Mais son travail va bien plus loin que la correction. Le SR réécrit : il remanie un article mal construit, le coupe s'il est trop long, clarifie une phrase confuse. Il rédige aussi ce qu'on appelle la « titraille » : titres, chapôs, intertitres, légendes de photos, encadrés. C'est souvent lui qui trouve le titre accrocheur que vous lisez en une. Enfin, il met en forme : il place les textes, les photos et les infographies dans la maquette avec des logiciels de PAO comme InDesign, veille au respect de la charte graphique, puis valide les pages avant l'impression ou la mise en ligne.
Au quotidien, il dialogue en permanence avec les journalistes, le maquettiste, le photographe et le rédacteur en chef. Et il garde un œil sur l'horloge : le bouclage n'attend pas.
On exerce ce métier assis devant un ou deux écrans, en open space, au sein d'une rédaction de presse écrite, d'un magazine, d'un pure player en ligne, d'une agence de contenu ou du service communication d'une grande entreprise. Le télétravail partiel s'est beaucoup développé, surtout en presse magazine et en ligne, mais les jours de bouclage se passent souvent sur place.
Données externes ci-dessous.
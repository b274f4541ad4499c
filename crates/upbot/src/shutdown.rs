//! SIGINT/SIGTERM handling.

use tokio_util::sync::CancellationToken;
use tracing::{info, warn};

/// Token cancelled on the first SIGINT or SIGTERM.
pub fn shutdown_token() -> CancellationToken {
    let token = CancellationToken::new();
    let trigger = token.clone();

    tokio::spawn(async move {
        let signal = wait_for_signal().await;
        info!(signal, "shutdown requested, finishing in-flight work");
        trigger.cancel();
    });

    token
}

#[cfg(unix)]
async fn wait_for_signal() -> &'static str {
    use tokio::signal::unix::{signal, SignalKind};

    let mut terminate = match signal(SignalKind::terminate()) {
        Ok(stream) => stream,
        Err(e) => {
            warn!(error = %e, "cannot listen for SIGTERM, only SIGINT stops the process");
            return ctrl_c().await;
        }
    };

    tokio::select! {
        name = ctrl_c() => name,
        _ = terminate.recv() => "SIGTERM",
    }
}

#[cfg(not(unix))]
async fn wait_for_signal() -> &'static str {
    ctrl_c().await
}

async fn ctrl_c() -> &'static str {
    if let Err(e) = tokio::signal::ctrl_c().await {
        warn!(error = %e, "cannot listen for SIGINT");
        std::future::pending::<()>().await;
    }
    "SIGINT"
}
//! Configuration data structures.

use std::fmt;

use serde::{Deserialize, Serialize};

use crate::queue::{
    PartitionStrategy, ReconnectPolicy, DEFAULT_CONSUMER_GROUP, DEFAULT_DEAD_LETTER_MAX_LEN, DEFAULT_MAX_DELIVERIES,
};

/// Full process configuration. Every field has a default, so a TOML file only
/// needs the keys it changes.
#[derive(Debug, Clone, Default, PartialEq, Eq, Serialize, Deserialize)]
#[serde(default)]
pub struct Settings {
    pub queue: QueueSettings,
    pub store: StoreSettings,
    pub scheduler: SchedulerSettings,
    pub worker: WorkerSettings,
}

#[derive(Debug, Clone, PartialEq, Eq, Serialize, Deserialize)]
#[serde(default)]
pub struct QueueSettings {
    pub redis_url: Option<String>,
    pub consumer_group: String,
    pub max_deliveries: u64,
    pub dead_letter_max_len: usize,
    pub partition_strategy: PartitionStrategy,
    pub reconnect: ReconnectPolicy,
}

impl Default for QueueSettings {
    fn default() -> Self {
        Self {
            redis_url: None,
            consumer_group: DEFAULT_CONSUMER_GROUP.to_string(),
            max_deliveries: DEFAULT_MAX_DELIVERIES,
            dead_letter_max_len: DEFAULT_DEAD_LETTER_MAX_LEN,
            partition_strategy: PartitionStrategy::Shared,
            reconnect: ReconnectPolicy::default(),
        }
    }
}

#[derive(Debug, Clone, PartialEq, Eq, Serialize, Deserialize)]
#[serde(default)]
pub struct StoreSettings {
    /// Local path, `file:` URL or remote libsql URL.
    pub database_url: Option<String>,
    pub auth_token: Option<String>,
    pub max_connections: usize,
}

impl Default for StoreSettings {
    fn default() -> Self {
        Self { database_url: None, auth_token: None, max_connections: 8 }
    }
}

#[derive(Debug, Clone, PartialEq, Eq, Serialize, Deserialize)]
#[serde(default)]
pub struct SchedulerSettings {
    pub tick_interval_ms: u64,
    pub refresh_interval_secs: u64,
    pub default_job_timeout_ms: u64,
    pub rebuild_index_on_start: bool,
    pub dispatch_batch: usize,
}

impl Default for SchedulerSettings {
    fn default() -> Self {
        Self {
            tick_interval_ms: 5_000,
            refresh_interval_secs: 300,
            default_job_timeout_ms: 10_000,
            rebuild_index_on_start: false,
            dispatch_batch: 500,
        }
    }
}

#[derive(Debug, Clone, PartialEq, Eq, Serialize, Deserialize)]
#[serde(default)]
pub struct WorkerSettings {
    pub worker_id: Option<String>,
    pub probe_service_url: Option<String>,
    /// Region codes to consume under the per-region strategy. Empty means
    /// every region in the catalog.
    pub partitions: Vec<String>,
    pub batch_size: usize,
    pub max_batch_size: usize,
    pub block_ms: u64,
    pub idle_threshold_ms: u64,
    pub max_job_timeout_ms: u64,
    pub probe_overhead_ms: u64,
    pub max_concurrency: usize,
    pub idle_backoff_ms: u64,
    pub error_backoff_ms: u64,
    pub ack_on_persist_failure: bool,
}

impl Default for WorkerSettings {
    fn default() -> Self {
        Self {
            worker_id: None,
            probe_service_url: None,
            partitions: Vec::new(),
            batch_size: 10,
            max_batch_size: 50,
            block_ms: 5_000,
            idle_threshold_ms: 30_000,
            max_job_timeout_ms: 30_000,
            probe_overhead_ms: 2_000,
            max_concurrency: 16,
            idle_backoff_ms: 1_000,
            error_backoff_ms: 5_000,
            ack_on_persist_failure: false,
        }
    }
}

struct Optional<'a>(&'a Option<String>);

impl fmt::Display for Optional<'_> {
    fn fmt(&self, f: &mut fmt::Formatter<'_>) -> fmt::Result {
        match self.0 {
            Some(value) => f.write_str(value),
            None => f.write_str("<unset>"),
        }
    }
}

struct Secret<'a>(&'a Option<String>);

impl fmt::Display for Secret<'_> {
    fn fmt(&self, f: &mut fmt::Formatter<'_>) -> fmt::Result {
        match self.0 {
            Some(_) => f.write_str("<redacted>"),
            None => f.write_str("<unset>"),
        }
    }
}

impl fmt::Display for Settings {
    fn fmt(&self, f: &mut fmt::Formatter<'_>) -> fmt::Result {
        let write_indented = |level: usize| {
            move |f: &mut fmt::Formatter<'_>, label: &str, value: &dyn fmt::Display| {
                writeln!(f, "  {:indent$}{}: {}", "", label, value, indent = level * 2)
            }
        };
        let write_title_indented = |level: usize| {
            move |f: &mut fmt::Formatter<'_>, label: &str| writeln!(f, "{:indent$}{}", "", label, indent = level * 2)
        };

        let write_title_1 = write_title_indented(1);
        let write_1 = write_indented(1);

        writeln!(f, "Current Configuration State:")?;

        write_title_1(f, "Queue")?;
        write_1(f, "Redis URL", &Secret(&self.queue.redis_url))?;
        write_1(f, "Consumer Group", &self.queue.consumer_group)?;
        write_1(f, "Max Deliveries", &self.queue.max_deliveries)?;
        write_1(f, "Dead Letter Max Len", &self.queue.dead_letter_max_len)?;
        write_1(f, "Partition Strategy", &self.queue.partition_strategy)?;
        write_1(f, "Reconnect Retries", &self.queue.reconnect.retries)?;

        write_title_1(f, "Store")?;
        write_1(f, "Database URL", &Optional(&self.store.database_url))?;
        write_1(f, "Auth Token", &Secret(&self.store.auth_token))?;
        write_1(f, "Max Connections", &self.store.max_connections)?;

        write_title_1(f, "Scheduler")?;
        write_1(f, "Tick Interval (ms)", &self.scheduler.tick_interval_ms)?;
        write_1(f, "Refresh Interval (s)", &self.scheduler.refresh_interval_secs)?;
        write_1(f, "Default Job Timeout (ms)", &self.scheduler.default_job_timeout_ms)?;
        write_1(f, "Rebuild Index On Start", &self.scheduler.rebuild_index_on_start)?;

        write_title_1(f, "Worker")?;
        write_1(f, "Worker ID", &Optional(&self.worker.worker_id))?;
        write_1(f, "Probe Service URL", &Optional(&self.worker.probe_service_url))?;
        write_1(f, "Partitions", &self.worker.partitions.join(","))?;
        write_1(f, "Batch Size", &self.worker.batch_size)?;
        write_1(f, "Max Batch Size", &self.worker.max_batch_size)?;
        write_1(f, "Block (ms)", &self.worker.block_ms)?;
        write_1(f, "Idle Threshold (ms)", &self.worker.idle_threshold_ms)?;
        write_1(f, "Max Job Timeout (ms)", &self.worker.max_job_timeout_ms)?;
        write_1(f, "Max Concurrency", &self.worker.max_concurrency)?;
        write_1(f, "Ack On Persist Failure", &self.worker.ack_on_persist_failure)?;

        Ok(())
    }
}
Les horaires dépendent fortement du support. Dans un quotidien du matin, la journée commence en fin de matinée et se termine vers 22 h, parfois plus tard si l'actualité l'exige. En presse périodique ou en magazine, les horaires sont plus classiques, avec des pics d'intensité les jours de bouclage — soirées et week-ends compris. La pression est réelle : il faut être rapide sans jamais laisser passer d'erreur, et accepter que son travail soit invisible quand il est bien fait.
Avec quelques années d'expérience, un SR peut devenir premier secrétaire de rédaction, chef d'édition, puis secrétaire général de rédaction (SGR) — c'est-à-dire responsable de toute l'organisation de la fabrication du journal. Certains évoluent vers le poste de rédacteur en chef adjoint ou de rédacteur en chef.
D'autres passages sont fréquents vers l'édition (secrétaire d'édition, éditeur), le brand content et le content management en entreprise ou en agence, la rédaction web et le SEO, ou encore le métier de correcteur indépendant. À l'inverse, beaucoup de SR viennent eux-mêmes du journalisme de terrain : les deux métiers communiquent dans les deux sens. L'intelligence artificielle transforme aujourd'hui une partie des tâches de correction pure, ce qui pousse le métier vers davantage d'éditorialisation, de vérification des faits et de conception de contenus.
Le marché est étroit : il y a régulièrement plus de candidats que de postes ouverts. La crise de la presse écrite papier a réduit le nombre de rédactions et de postes de SR, et beaucoup de titres externalisent ou mutualisent leur secrétariat de rédaction entre plusieurs publications. La profession journalistique reste globalement stable en volume (34 948 cartes de presse délivrées en 2024, +1,46 % par rapport à 2023, un retour au niveau d'avant la crise sanitaire), mais les entrées se font souvent par des CDD d'usage, des piges ou des remplacements avant un CDI. Les opportunités se déplacent : presse en ligne, pure players, presse gratuite, presse professionnelle et spécialisée, mais aussi agences de contenu et services de communication d'entreprises qui recrutent des profils « SR / éditeur web » capables de relire, réécrire et publier dans un CMS. L'arrivée des outils d'IA générative dans les rédactions fait débat : elle absorbe une partie de la correction mécanique, ce qui déplace la valeur du métier vers la vérification des faits, l'éditorialisation et le jugement éditorial. Conseil concret pour un jeune : viser une double compétence (SR papier + web/SEO + PAO), multiplier les stages en rédaction et se constituer un réseau dès la formation.